(Entries taken from a collection)
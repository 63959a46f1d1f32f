//! Default credit configuration.
//!
//! Administrators decide how many welcome credits a new student receives.
//! Each change is kept as a row so that the history can be audited; at most
//! one row is active at a time.

use chrono::{DateTime, Utc};
use serde::{Deserialize, Serialize};

use crate::error::{CreditError, Result};
use crate::{ConfigId, UserId};

/// Credits granted to a new student when no configuration is active.
pub const FALLBACK_CREDITS_PER_NEW_STUDENT: i64 = 10;

/// A default-credit configuration row.
#[derive(Debug, Clone, PartialEq, Eq, Serialize, Deserialize)]
pub struct DefaultCreditConfig {
    /// Row ID.
    pub id: ConfigId,
    /// Welcome credits granted to each new student.
    pub credits_per_new_student: i64,
    /// Human-readable description of the change.
    pub description: Option<String>,
    /// Whether this is the configuration in force.
    pub is_active: bool,
    /// Admin who made the change.
    pub updated_by: Option<UserId>,
    /// When the row was created.
    pub created_at: DateTime<Utc>,
    /// When the row was last modified.
    pub updated_at: DateTime<Utc>,
}

impl DefaultCreditConfig {
    /// Build a new row.
    ///
    /// # Errors
    ///
    /// Returns [`CreditError::InvalidConfig`] if `credits_per_new_student` is negative.
    pub fn new(
        credits_per_new_student: i64,
        description: Option<String>,
        is_active: bool,
        updated_by: Option<UserId>,
    ) -> Result<Self> {
        validate_credits(credits_per_new_student)?;
        let now = Utc::now();
        Ok(Self {
            id: ConfigId::generate(),
            credits_per_new_student,
            description,
            is_active,
            updated_by,
            created_at: now,
            updated_at: now,
        })
    }

    /// Apply a partial update in place.
    ///
    /// # Errors
    ///
    /// Returns [`CreditError::InvalidConfig`] if the patch sets a negative value.
    pub fn apply_patch(&mut self, patch: &DefaultCreditConfigPatch) -> Result<()> {
        if let Some(credits) = patch.credits_per_new_student {
            validate_credits(credits)?;
            self.credits_per_new_student = credits;
        }
        if let Some(description) = &patch.description {
            self.description = Some(description.clone());
        }
        if let Some(is_active) = patch.is_active {
            self.is_active = is_active;
        }
        if patch.updated_by.is_some() {
            self.updated_by = patch.updated_by;
        }
        self.updated_at = Utc::now();
        Ok(())
    }
}

/// Partial update for a configuration row. `None` fields are left unchanged.
#[derive(Debug, Clone, Default, PartialEq, Eq, Serialize, Deserialize)]
pub struct DefaultCreditConfigPatch {
    /// New credit value.
    pub credits_per_new_student: Option<i64>,
    /// New description.
    pub description: Option<String>,
    /// Activate or deactivate the row.
    pub is_active: Option<bool>,
    /// Admin making the change.
    pub updated_by: Option<UserId>,
}

impl DefaultCreditConfigPatch {
    /// Whether applying this patch makes the row active.
    #[must_use]
    pub const fn activates(&self) -> bool {
        matches!(self.is_active, Some(true))
    }
}

fn validate_credits(credits: i64) -> Result<()> {
    if credits < 0 {
        return Err(CreditError::InvalidConfig(format!(
            "credits per new student must be non-negative, got {credits}"
        )));
    }
    Ok(())
}

#[cfg(test)]
mod tests {
    use super::*;

    #[test]
    fn negative_credits_rejected() {
        assert!(matches!(
            DefaultCreditConfig::new(-1, None, true, None),
            Err(CreditError::InvalidConfig(_))
        ));
        assert!(DefaultCreditConfig::new(0, None, true, None).is_ok());
    }

    #[test]
    fn patch_updates_only_given_fields() {
        let mut config = DefaultCreditConfig::new(10, Some("start".into()), true, None).unwrap();
        let patch = DefaultCreditConfigPatch {
            credits_per_new_student: Some(25),
            ..DefaultCreditConfigPatch::default()
        };
        config.apply_patch(&patch).unwrap();

        assert_eq!(config.credits_per_new_student, 25);
        assert_eq!(config.description.as_deref(), Some("start"));
        assert!(config.is_active);
        assert!(!patch.activates());
    }

    #[test]
    fn invalid_patch_leaves_row_untouched() {
        let mut config = DefaultCreditConfig::new(10, None, false, None).unwrap();
        let patch = DefaultCreditConfigPatch {
            credits_per_new_student: Some(-5),
            is_active: Some(true),
            ..DefaultCreditConfigPatch::default()
        };
        assert!(config.apply_patch(&patch).is_err());
        assert_eq!(config.credits_per_new_student, 10);
        assert!(!config.is_active);
    }
}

Exercise goal
Gather every line from the entries above where the word "const" appears, and copy them.

Task answer
pub const FALLBACK_CREDITS_PER_NEW_STUDENT: i64 = 10;
    pub const fn activates(&self) -> bool {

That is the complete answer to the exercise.